What to do:
Quote exactly and only this range of lines in the data below: the line that holds "self.navigate(url).await" to the line that holds "self.navigate(url.as_str()).await?;", both included.

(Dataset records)

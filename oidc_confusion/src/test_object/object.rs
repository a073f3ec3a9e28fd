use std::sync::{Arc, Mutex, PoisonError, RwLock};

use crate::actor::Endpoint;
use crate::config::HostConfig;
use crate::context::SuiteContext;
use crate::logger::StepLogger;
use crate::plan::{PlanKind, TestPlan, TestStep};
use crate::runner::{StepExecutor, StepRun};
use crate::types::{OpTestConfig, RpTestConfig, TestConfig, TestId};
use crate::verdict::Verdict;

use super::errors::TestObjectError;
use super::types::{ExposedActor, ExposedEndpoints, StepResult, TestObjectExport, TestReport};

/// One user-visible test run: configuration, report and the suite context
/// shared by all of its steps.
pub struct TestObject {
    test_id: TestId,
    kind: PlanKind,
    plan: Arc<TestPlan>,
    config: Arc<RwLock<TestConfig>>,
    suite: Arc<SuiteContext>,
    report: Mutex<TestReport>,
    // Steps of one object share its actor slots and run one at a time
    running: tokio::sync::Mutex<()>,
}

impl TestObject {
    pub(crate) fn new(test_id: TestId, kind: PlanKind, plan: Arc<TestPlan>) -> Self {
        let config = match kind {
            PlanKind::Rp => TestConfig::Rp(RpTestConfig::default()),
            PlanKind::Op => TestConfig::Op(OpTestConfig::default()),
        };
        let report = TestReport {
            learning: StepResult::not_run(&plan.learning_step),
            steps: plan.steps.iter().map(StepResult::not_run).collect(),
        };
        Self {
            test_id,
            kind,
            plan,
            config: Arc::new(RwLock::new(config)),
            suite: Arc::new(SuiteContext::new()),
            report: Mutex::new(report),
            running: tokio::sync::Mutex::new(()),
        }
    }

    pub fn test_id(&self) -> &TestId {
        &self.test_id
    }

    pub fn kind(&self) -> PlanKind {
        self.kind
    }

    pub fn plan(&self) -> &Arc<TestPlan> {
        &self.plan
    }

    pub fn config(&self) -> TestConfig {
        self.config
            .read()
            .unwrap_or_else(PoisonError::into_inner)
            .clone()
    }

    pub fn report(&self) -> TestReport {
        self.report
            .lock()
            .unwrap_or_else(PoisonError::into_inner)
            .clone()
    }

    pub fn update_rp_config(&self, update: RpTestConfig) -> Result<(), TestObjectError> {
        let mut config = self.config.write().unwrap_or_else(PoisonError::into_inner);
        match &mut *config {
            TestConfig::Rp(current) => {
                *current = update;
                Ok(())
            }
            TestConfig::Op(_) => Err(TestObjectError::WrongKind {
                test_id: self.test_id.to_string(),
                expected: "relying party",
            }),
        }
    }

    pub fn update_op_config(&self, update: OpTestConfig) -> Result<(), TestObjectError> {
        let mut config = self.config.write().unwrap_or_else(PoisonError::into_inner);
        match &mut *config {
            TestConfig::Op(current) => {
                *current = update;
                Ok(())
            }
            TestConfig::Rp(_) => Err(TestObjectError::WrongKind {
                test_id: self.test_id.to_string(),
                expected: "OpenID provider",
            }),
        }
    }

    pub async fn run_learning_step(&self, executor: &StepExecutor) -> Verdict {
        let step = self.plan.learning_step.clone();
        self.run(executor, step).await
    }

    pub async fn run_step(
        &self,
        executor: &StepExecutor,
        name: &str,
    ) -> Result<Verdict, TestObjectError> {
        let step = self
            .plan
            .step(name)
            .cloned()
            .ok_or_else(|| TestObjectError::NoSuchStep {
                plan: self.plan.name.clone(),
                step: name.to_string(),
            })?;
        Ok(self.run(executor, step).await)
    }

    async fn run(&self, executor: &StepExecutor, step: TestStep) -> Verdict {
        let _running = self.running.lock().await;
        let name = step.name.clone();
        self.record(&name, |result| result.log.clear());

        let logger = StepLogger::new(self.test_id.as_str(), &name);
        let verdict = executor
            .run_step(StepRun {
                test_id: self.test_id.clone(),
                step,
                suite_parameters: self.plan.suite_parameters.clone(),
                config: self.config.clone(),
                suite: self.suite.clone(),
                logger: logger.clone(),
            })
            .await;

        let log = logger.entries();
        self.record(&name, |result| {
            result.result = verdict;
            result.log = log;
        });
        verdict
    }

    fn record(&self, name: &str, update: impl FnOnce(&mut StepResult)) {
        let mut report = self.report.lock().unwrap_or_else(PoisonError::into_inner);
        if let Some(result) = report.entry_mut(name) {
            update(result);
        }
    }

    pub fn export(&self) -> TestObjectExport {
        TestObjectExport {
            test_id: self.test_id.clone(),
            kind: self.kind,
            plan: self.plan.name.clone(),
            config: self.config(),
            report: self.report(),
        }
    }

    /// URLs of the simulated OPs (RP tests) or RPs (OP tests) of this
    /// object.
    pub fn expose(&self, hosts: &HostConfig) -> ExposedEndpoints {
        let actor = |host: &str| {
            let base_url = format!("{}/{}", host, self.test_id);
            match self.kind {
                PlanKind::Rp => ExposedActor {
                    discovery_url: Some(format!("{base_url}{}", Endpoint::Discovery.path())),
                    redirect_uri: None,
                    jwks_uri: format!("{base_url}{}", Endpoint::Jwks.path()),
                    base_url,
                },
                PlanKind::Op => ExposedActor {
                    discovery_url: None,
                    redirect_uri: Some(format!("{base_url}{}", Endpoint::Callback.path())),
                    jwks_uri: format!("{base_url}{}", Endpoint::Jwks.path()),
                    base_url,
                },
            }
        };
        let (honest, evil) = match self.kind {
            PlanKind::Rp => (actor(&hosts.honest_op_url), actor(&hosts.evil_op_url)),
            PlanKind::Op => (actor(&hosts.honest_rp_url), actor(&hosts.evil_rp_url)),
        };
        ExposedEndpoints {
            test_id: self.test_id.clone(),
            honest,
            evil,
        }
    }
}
---
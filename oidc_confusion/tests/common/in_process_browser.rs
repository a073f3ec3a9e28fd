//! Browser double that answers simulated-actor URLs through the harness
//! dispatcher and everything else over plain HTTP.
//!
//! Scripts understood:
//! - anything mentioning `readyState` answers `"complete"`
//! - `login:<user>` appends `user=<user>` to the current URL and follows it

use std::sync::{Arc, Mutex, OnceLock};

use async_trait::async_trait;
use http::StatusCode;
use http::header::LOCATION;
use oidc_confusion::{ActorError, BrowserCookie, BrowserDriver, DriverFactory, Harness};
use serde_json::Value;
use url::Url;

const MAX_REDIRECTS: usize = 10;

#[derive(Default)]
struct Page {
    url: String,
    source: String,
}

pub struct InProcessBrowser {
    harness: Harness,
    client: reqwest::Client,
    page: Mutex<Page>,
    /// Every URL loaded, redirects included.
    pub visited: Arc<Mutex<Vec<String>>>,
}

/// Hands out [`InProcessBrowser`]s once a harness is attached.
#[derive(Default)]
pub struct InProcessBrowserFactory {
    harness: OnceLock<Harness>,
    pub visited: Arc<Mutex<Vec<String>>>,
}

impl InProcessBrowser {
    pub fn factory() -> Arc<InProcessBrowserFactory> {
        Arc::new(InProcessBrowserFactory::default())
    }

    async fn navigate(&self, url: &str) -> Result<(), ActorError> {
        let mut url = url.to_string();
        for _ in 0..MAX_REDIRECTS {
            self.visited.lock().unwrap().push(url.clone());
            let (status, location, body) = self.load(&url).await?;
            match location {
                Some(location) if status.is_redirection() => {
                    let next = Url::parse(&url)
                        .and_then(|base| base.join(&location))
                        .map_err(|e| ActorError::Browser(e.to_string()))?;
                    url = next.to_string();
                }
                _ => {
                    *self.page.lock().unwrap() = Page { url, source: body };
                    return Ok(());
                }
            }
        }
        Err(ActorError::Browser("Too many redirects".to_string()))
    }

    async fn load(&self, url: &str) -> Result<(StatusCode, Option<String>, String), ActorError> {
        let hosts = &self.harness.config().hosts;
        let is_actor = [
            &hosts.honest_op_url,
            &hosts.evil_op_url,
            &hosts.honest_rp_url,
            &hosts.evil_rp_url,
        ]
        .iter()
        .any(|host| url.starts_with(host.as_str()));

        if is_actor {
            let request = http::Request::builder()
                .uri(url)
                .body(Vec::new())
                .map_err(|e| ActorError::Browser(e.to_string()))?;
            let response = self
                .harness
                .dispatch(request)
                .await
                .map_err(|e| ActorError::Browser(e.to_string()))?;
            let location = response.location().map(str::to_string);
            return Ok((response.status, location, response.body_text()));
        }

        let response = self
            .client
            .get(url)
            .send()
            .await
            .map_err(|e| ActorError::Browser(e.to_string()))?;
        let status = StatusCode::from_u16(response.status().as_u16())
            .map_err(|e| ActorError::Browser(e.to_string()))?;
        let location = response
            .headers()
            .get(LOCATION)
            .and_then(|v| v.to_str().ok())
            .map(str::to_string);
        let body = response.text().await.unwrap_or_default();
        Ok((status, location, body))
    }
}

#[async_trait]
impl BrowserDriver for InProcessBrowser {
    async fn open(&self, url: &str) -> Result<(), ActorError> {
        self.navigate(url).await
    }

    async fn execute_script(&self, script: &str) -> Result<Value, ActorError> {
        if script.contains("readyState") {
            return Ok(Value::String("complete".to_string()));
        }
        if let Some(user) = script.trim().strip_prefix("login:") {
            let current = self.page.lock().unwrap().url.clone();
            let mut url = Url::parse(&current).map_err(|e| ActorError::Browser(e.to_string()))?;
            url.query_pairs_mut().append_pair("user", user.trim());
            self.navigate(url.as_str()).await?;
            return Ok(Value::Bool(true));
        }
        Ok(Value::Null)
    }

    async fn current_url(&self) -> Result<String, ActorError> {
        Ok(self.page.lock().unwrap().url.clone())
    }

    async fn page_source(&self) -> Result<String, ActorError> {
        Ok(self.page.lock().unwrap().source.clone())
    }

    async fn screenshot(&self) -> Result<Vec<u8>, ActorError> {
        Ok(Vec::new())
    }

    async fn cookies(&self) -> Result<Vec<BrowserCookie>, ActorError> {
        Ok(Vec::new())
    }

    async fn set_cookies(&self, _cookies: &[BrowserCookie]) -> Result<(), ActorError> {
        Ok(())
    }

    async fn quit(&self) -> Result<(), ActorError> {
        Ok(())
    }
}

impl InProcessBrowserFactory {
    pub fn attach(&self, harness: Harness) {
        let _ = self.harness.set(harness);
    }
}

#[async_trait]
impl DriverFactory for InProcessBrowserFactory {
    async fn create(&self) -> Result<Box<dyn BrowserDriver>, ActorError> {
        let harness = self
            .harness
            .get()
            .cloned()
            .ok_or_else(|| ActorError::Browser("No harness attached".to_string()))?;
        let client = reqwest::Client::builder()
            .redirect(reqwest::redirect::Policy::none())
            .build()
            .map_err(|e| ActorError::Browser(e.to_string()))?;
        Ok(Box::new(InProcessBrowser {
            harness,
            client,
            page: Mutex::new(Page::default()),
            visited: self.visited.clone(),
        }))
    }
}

Result of this exercise:
        self.navigate(url).await
    }

    async fn execute_script(&self, script: &str) -> Result<Value, ActorError> {
        if script.contains("readyState") {
            return Ok(Value::String("complete".to_string()));
        }
        if let Some(user) = script.trim().strip_prefix("login:") {
            let current = self.page.lock().unwrap().url.clone();
            let mut url = Url::parse(&current).map_err(|e| ActorError::Browser(e.to_string()))?;
            url.query_pairs_mut().append_pair("user", user.trim());
            self.navigate(url.as_str()).await?;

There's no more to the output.